For too many Americans, “civics” is either a vague mystery or akin to a dental cleaning: we know that we should do it but would avoid it if possible. Regrettably, our country has chosen in the past 50 years the path of avoidance and ignorance by demoting civic education in our schools, including higher education, which also deems civics unserious, unpleasant, or less important. The consequences of this de facto policy have been disastrous for our educational system and our civic culture. Some educators, scholars, and civic leaders have warned about it, and some serious efforts have been undertaken to redress it. Nonetheless, what retired Supreme Court Justice Sandra Day O’Connor diagnosed over a decade ago as America’s “quiet crisis” remains a crisis, even if some progress has been made in raising awareness about the problem.

I’m grateful to have been born into a family of fairly recent immigrants who instilled in me a love of America as an exceptional country, if a work in progress, along with a love of education. I also am grateful for those teachers who sustained an educational tradition stemming from the ancient Greeks and Romans, and that thrived in America until the last century—a serious civic education, regarded as both a duty for any free person in a decent political order and an indispensable element of an examined life.

To define civics and civic education, I invoke a recent national study of which I was a coauthor—along with scholars and educators from Arizona State University, Harvard, Tufts, iCivics, and the Arizona department of education—titled Educating for American Democracy. We gathered as a heterogeneous group by design, holding progressive and liberal-to-conservative views; yet we shared a premise that study of U.S. history must be melded with study of America’s constitutional and political principles to prepare citizens for self-government. Such a civic education is indispensable for preparing informed and engaged participants in the American experiment. It requires instruction from kindergarten through high school—and into higher education for those so fortunate—of the civic knowledge and civic virtues needed to contribute responsibly to civil society and political affairs.

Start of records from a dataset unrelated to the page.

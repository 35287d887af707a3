use std::sync::Arc;

use alloy_primitives::{Address, TxHash, U256};
use alloy_provider::DynProvider;
use alloy_sol_types::sol;
use anyhow::anyhow;
use async_trait::async_trait;
use opentelemetry::KeyValue;
use tracing::warn;

use crate::metrics::Metrics;
use crate::models::errors::ChainError;
use crate::utils::retry::{RetryConfig, retry};

sol! {
    #[sol(rpc)]
    interface IERC721 {
        event Transfer(address indexed from, address indexed to, uint256 indexed tokenId);

        function tokenURI(uint256 tokenId) external view returns (string memory);
        function burn(uint256 tokenId) external;
        function transferFrom(address from, address to, uint256 tokenId) external;
    }
}

/// Chain-side operations on an ERC-721 contract. The workflow and the burn
/// strategy depend on this seam so they can run against a mock in tests.
#[async_trait]
pub trait TokenContract: Send + Sync {
    /// Read the token's metadata locator.
    async fn token_uri(&self, contract: Address, token_id: U256) -> Result<String, ChainError>;

    /// Call the contract's native single-token destruction method.
    async fn burn(&self, contract: Address, token_id: U256) -> Result<TxHash, ChainError>;

    /// Transfer the token out of the monitored wallet.
    async fn transfer(
        &self,
        contract: Address,
        from: Address,
        to: Address,
        token_id: U256,
    ) -> Result<TxHash, ChainError>;

    /// Whether a signing credential was configured at startup. Write calls
    /// fail with `ChainError::NoSigner` when this is false.
    fn has_signer(&self) -> bool;
}

/// `TokenContract` backed by an alloy provider. Reads are retried with the
/// usual backoff; writes are single-shot since a transaction that reverts
/// will not succeed on a resend.
pub struct RpcTokenClient {
    provider: DynProvider,
    has_signer: bool,
    retry_config: RetryConfig,
    metrics: Option<Arc<Metrics>>,
}

impl RpcTokenClient {
    pub fn new(provider: DynProvider, has_signer: bool, metrics: Option<Arc<Metrics>>) -> Self {
        Self {
            provider,
            has_signer,
            retry_config: RetryConfig::default(),
            metrics,
        }
    }

    fn record_request(&self, method: &'static str, failed: bool) {
        if let Some(metrics) = &self.metrics {
            metrics
                .rpc_requests
                .add(1, &[KeyValue::new("method", method)]);
            if failed {
                metrics.rpc_errors.add(1, &[KeyValue::new("method", method)]);
            }
        }
    }
}

#[async_trait]
impl TokenContract for RpcTokenClient {
    async fn token_uri(&self, contract: Address, token_id: U256) -> Result<String, ChainError> {
        let erc721 = IERC721::new(contract, self.provider.clone());

        retry(
            || async {
                let result = erc721.tokenURI(token_id).call().await;
                self.record_request("token_uri", result.is_err());
                result.map_err(|e| {
                    warn!("tokenURI call failed for {contract}#{token_id}: {e}");
                    anyhow!("{e}")
                })
            },
            &self.retry_config,
            "token_uri",
        )
        .await
        .map_err(|e| ChainError::Rpc(e.to_string()))
    }

    async fn burn(&self, contract: Address, token_id: U256) -> Result<TxHash, ChainError> {
        if !self.has_signer {
            return Err(ChainError::NoSigner);
        }

        let erc721 = IERC721::new(contract, self.provider.clone());
        let pending = erc721
            .burn(token_id)
            .send()
            .await
            .map_err(|e| ChainError::Rpc(e.to_string()))?;
        self.record_request("burn", false);

        pending
            .watch()
            .await
            .map_err(|e| ChainError::Rpc(e.to_string()))
    }

    async fn transfer(
        &self,
        contract: Address,
        from: Address,
        to: Address,
        token_id: U256,
    ) -> Result<TxHash, ChainError> {
        if !self.has_signer {
            return Err(ChainError::NoSigner);
        }

        let erc721 = IERC721::new(contract, self.provider.clone());
        let pending = erc721
            .transferFrom(from, to, token_id)
            .send()
            .await
            .map_err(|e| ChainError::Rpc(e.to_string()))?;
        self.record_request("transfer_from", false);

        pending
            .watch()
            .await
            .map_err(|e| ChainError::Rpc(e.to_string()))
    }

    fn has_signer(&self) -> bool {
        self.has_signer
    }
}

In our deliberations, we noted that America had rallied against external threats in the past 75 years by re-investing in both K-12 and higher education and re-designing their priorities. This process occurred in response to the 1957 Sputnik crisis of the Cold War and the economic-competitiveness crisis of the 1980s, with the educational beneficiary largely being science, technology, and mathematical studies, or STEM. America has forgotten, however, Lincoln’s 1838 warning on the perpetuation of our political order: that if America were to fail, it would not be by foreign conquest but by suicide—due to civic ignorance about our laws and Constitution, combined with a decline in the civic virtues needed to sustain civil disagreement and civic friendship amid the diverse views in our republic.

Contrary to what might be expected from a group of educators in our era, the Educating for American Democracy report forthrightly declares our love for America and defines patriotism as a fundamental element of civic education. It calls on teachers, educators, and serious citizens to endorse the twin necessities of civic knowledge and civic virtues such as civil disagreement and friendship across philosophical, religious, and partisan views. We invoke Alexis de Tocqueville’s idea, expressed in Democracy in America (1835), of a reflective patriotism that loves America, but through study and argument; incorporating love of people and place but elevating these sentiments given our country’s foundations in universal principles and self-government. Our current deficit of such reflective patriotism and other civic virtues is intertwined with civic ignorance.

If liberal education means free inquiry and discussion about the most fundamental questions concerning humanity, nature, and the divine, it also means awareness that “liberal” bespeaks a dual reality. Only among a free people, enjoying political liberty and the rule of law rather than rule by sheer power, can traditions and institutions of Socratic inquiry thrive and be perpetuated.

Those devoted to genuinely higher education must be equally devoted to the study of and perpetuation of political liberty; otherwise, they are free riders, self-contradictory, and living on borrowed time. Thus, the decline of civic education in American schools and universities both reflects and reinforces the decline of genuine debate and heterogeneity in higher education and other elite American institutions. There can be no true liberal or civic education without intellectual diversity and lively debate.

Most damaging, then, is the rise of a culture of conformity and orthodoxy in several crucial disciplines of the humanities and social sciences, in turn yielding an outsize effect on universities, schools, and the media. We no longer study and practice the civic virtue of civil disagreement across diverse views, or of civic friendship transcending differences, and this deficiency reinforces the perpetual academic tendency to sort into schools and sects of thinking. Liberal education and civic education need one another, both for the development of the human soul and for the health of our civic and educational cultures.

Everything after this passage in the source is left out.